It was 24 October 1961 that old Etonian Tory Prime Minister Harold Macmillan faced Labour's leader Hugh Gaitskill across the dispatch box in the first session of Prime Minister's Questions.
He answered questions about his Government's ongoing negotiations to join the European 'Common Market.' Wind forward fifty years and our current old Etonian Tory Prime Minister is going to spend this 50th birthday of PMQs frantically trying to force his backbenchers not to vote for a referendum to get us out of it again.
In 50 years, 10 Prime Ministers have walked into this weekly bear pit and answered questions from 19 Leaders of the Opposition and countless backbenchers looking to score a hit. None of them enjoy it because it is a genuine test of their character and a barometer of party morale for the Opposition as well as the Government.
No other Parliament has anything quite like it. Like trapeze artists performing on the high wire without a safety net, triumph and disaster lurk in every moment and no-one quite knows what is going to happen next. That's why it is watched in fascination around the world. And that is why amidst all the barracking and heckling it has provided some very revealing and politically decisive moments over the years.
Think of Mr's Thatcher's 'No No No' on European integration. This final straw moment triggered the plot amongst exasperated Tory Europhiles which finally brought her down.

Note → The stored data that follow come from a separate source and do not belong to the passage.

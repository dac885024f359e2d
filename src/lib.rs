//! Tokenizer for an embedded templating language: splits a template
//! source into literal text interleaved with `<% ... %>` expression
//! fragments, classifying each fragment as a plain expression or as the
//! start, middle, or end of a block.
//!
//! This crate only tokenizes. It does not balance blocks (a `start_expr`
//! with no matching `end_expr` is not an error here), interpret
//! expression semantics, or offer a streaming API — all of that belongs
//! to a downstream compiler. The pipeline stages live one module per
//! stage: [`scanner`] drives the pass, [`fragment`] reads a `<% ... %>`
//! body, [`marker`] strips the optional leading marker, [`classifier`]
//! decides a fragment's kind (delegating to [`host_lexer`] for the
//! ambiguous `->` case), and [`trimmer`] implements the optional
//! whitespace elision.

pub mod classifier;
pub mod cursor;
pub mod error;
pub mod fragment;
pub mod host_lexer;
pub mod marker;
mod scanner;
pub mod token;
mod trimmer;

pub use error::Error;
pub use token::{Fragment, Marker, MarkerSet, Options, Token};

/// Tokenizes `input`, reporting line numbers starting at `starting_line`
/// (1-based; pass `1` for a standalone file).
///
/// Returns the flat token stream on success, or the one fatal condition
/// this tokenizer can hit: an opening `<%` with no matching `%>`.
pub fn tokenize(input: &str, starting_line: usize, options: &Options) -> Result<Vec<Token>, Error> {
    scanner::tokenize(input, starting_line, options)
}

Gordon Brown's Freudian slip about saving 'the world' instead of merely the banks caused much hilarity and did him damage close to an election. Three little words albeit repeated over and over again, destroyed six years of Tory rebranding of David Cameron in one telling moment. His 'calm down dear' blunder to me revealed his inner Flashman, a trait his minders had tried hard to hide. The mask slipped and millions of women clocked it.
Then there was the purple flour incident when campaigners evaded Common's security by smuggling flour filled condoms into the gallery in their underpants and successfully lobbing one at Tony Blair. It was only after we had all evacuated the Chamber that the awful possibility dawned on the House Authorities that they might have contained anthrax or something worse. The result was the installation of the screen which now separates the public gallery from the newly flour-proof Commons Chamber.
Even though there are those that loathe it, there is no way that the reputation of a Prime Minister or a Leader of the Opposition who persistently failed at Prime Minister's Questions would not suffer. It is a test which has to be regularly faced and passed too.
If further proof of its value were required we need only remember that Prime Ministers hate it. And a look at the recess dates recently announced for next year reveal that the House will rise six times out of seven on a Tuesday ensuring that there will be no Prime Minister's Questions that week. I rest my case.
Angela Eagle is MP for Wallasey and Shadow Leader of the House of Commons.